It was fortuitous that the book I ended up reading during my short holiday this past weekend was Paul Beatty’s “The Sellout”. Last night it won this year’s Man Booker Prize. I was also lucky enough to be invited to his publisher Oneworld’s Booker party. To see the jubilation for everyone who has worked on this novel watching Beatty being honoured was wonderful and I think it was unexpected for many people, including the publishers because they also published Marlon James’ novel which won the prize last year. It may have broken my winning streak for guessing the Booker winner, but “The Sellout” is an excellent choice for its wit, ingenuity and unfettered voice which creatively raises questions about race relations in America. 

The novel opens with its black narrator only known as Me being taken before the Supreme Court for owning a slave and trying to reinstate segregation in his neighbourhood – a place called Dickens which has been erased from the map. He recounts the story of his unusual life being raised by his tyrannical behavioural scientist father, living alongside a former actor named Hominy who pronounces himself to be his slave, his ill-fated love affair with bus driver Marpessa and his work growing the sweetest fruit/best cannabis on his own LA farm. After his father's death he also continues to help facilitate the Dum Dum Donut Intellectuals, a black group that meet regularly within a donut shop to debate societal affairs. The story moves through a series of high-concept situations which outrageously play up stereotypes and explode the racial issues we normally tiptoe around in society.  

This feels like a very personal novel by an author who has grown frustrated with the way the politics of race relations has shaped everything about how we conceive of our own identities and how we communicate with each other.

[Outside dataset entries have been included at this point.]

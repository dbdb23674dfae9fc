// crates/watchkeeper-core/tests/control_plane.rs
// ============================================================================
// Module: Control Plane Unit Tests
// Description: Action state machine and watch-condition derivation tests.
// Purpose: Validate legal transitions, terminal detection, and the condition
//          truth table.
// ============================================================================

//! ## Overview
//! Unit tests for the deterministic control-plane model:
//! - Action state machine legality and terminal classification
//! - Watch-condition derivation (degraded dominates, restricted while
//!   streaming without the game)
//! - Reason-code wire labels stay stable

#![allow(
    clippy::panic,
    clippy::unwrap_used,
    clippy::expect_used,
    reason = "Test-only assertions and helpers are permitted."
)]

use serde_json::json;
use watchkeeper_core::ActionId;
use watchkeeper_core::ActionRecord;
use watchkeeper_core::ActionState;
use watchkeeper_core::ConditionFacts;
use watchkeeper_core::ProposedAction;
use watchkeeper_core::ReasonCode;
use watchkeeper_core::RequestId;
use watchkeeper_core::ToolName;
use watchkeeper_core::WatchCondition;
use watchkeeper_core::derive_condition;

// ============================================================================
// SECTION: State Machine Tests
// ============================================================================

fn queued_record() -> ActionRecord {
    ActionRecord::queued(RequestId::new("req-1"), &ProposedAction {
        action_id: ActionId::new("a1"),
        tool: ToolName::new("lights.scene"),
        params: json!({ "scene": "calm" }),
    })
}

#[test]
fn happy_path_transitions_are_legal() {
    let mut record = queued_record();
    record.transition(ActionState::Approved).expect("approve");
    record.transition(ActionState::Executing).expect("execute");
    record.transition(ActionState::Success).expect("succeed");
    assert!(record.state.is_terminal());
}

#[test]
fn denial_is_terminal() {
    let mut record = queued_record();
    record.transition(ActionState::Denied).expect("deny");
    assert!(record.state.is_terminal());
    assert!(record.transition(ActionState::Approved).is_err());
}

#[test]
fn illegal_jumps_are_rejected() {
    let mut record = queued_record();
    assert!(record.transition(ActionState::Executing).is_err());
    assert!(record.transition(ActionState::Success).is_err());
    record.transition(ActionState::Approved).expect("approve");
    assert!(record.transition(ActionState::Denied).is_err());
}

// ============================================================================
// SECTION: Condition Derivation Tests
// ============================================================================

#[test]
fn degraded_dominates_all_other_facts() {
    let condition = derive_condition(ConditionFacts {
        ed_running: true,
        streaming_active: true,
        degraded_services: true,
    });
    assert_eq!(condition, WatchCondition::Degraded);
}

#[test]
fn condition_truth_table() {
    let cases = [
        (false, false, WatchCondition::Standby),
        (true, false, WatchCondition::Game),
        (true, true, WatchCondition::Game),
        (false, true, WatchCondition::Restricted),
    ];
    for (ed_running, streaming_active, expected) in cases {
        let derived = derive_condition(ConditionFacts {
            ed_running,
            streaming_active,
            degraded_services: false,
        });
        assert_eq!(derived, expected, "ed={ed_running} streaming={streaming_active}");
    }
}

// ============================================================================
// SECTION: Reason Code Tests
// ============================================================================

#[test]
fn reason_labels_are_stable() {
    assert_eq!(ReasonCode::DenyExplicitlyDenied.as_str(), "DENY_EXPLICITLY_DENIED");
    assert_eq!(ReasonCode::ConfirmExpired.as_str(), "CONFIRM_EXPIRED");
    assert_eq!(ReasonCode::ToolNotImplemented.as_str(), "TOOL_NOT_IMPLEMENTED");
    assert_eq!(
        serde_json::to_value(ReasonCode::DenyRateLimit).expect("encode"),
        json!("DENY_RATE_LIMIT")
    );
}

#[test]
fn policy_denials_are_classified() {
    assert!(ReasonCode::DenyRateLimit.is_policy_denial());
    assert!(!ReasonCode::AdapterTimeout.is_policy_denial());
    assert!(!ReasonCode::DuplicateEventId.is_policy_denial());
}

At one point the narrator states “in ten years, through countless California cruelties and slights against the blacks, the poor, the people of colour, like Proposition 8 and 187, the disappearance of social welfare, David Cronenberg’s Crash, and Dave Eggers’s do-gooder condescension, I hadn’t spoken a single word.” His opinions about this cultural and social environment come flooding out. This book is an explosive act by someone who wants to offer a wholly different point of view.

Hominy is an actor who is the last surviving member of The Little Rascals or Our Gang and spent his life playing stereotypical roles for black actors like waiters or servants. He's internalized his subservient roles so much that he craves to be a slave who is beaten: “I’m a slave. That’s who I am. It’s the role I was born to play. A slave who just happens to be an actor. But being black ain’t method acting.” One of the challenging things this novel does is question how black identity develops, how much is this identity inherent to the person or is it reflecting notions that society presents. 

It's compelling and horrifying watching episodes of The Little Rascals and wondering how we should read what were meant to be entertaining funny vignettes. They make me so uncomfortable, but as with many dodgy representations of race it makes you wonder if they should be erased, seen in a social/historical context or rewritten. There are references to classic American literature throughout this novel and a man who rewrites these book from a black perspective. From this we also start to question how race is represented in films, television and literature today. In what way is racial identity sometimes used as a prop in story lines – where a bad guy might be lazily designated as such simply by being a Mexican – as frequently occurs in the show Breaking Bad.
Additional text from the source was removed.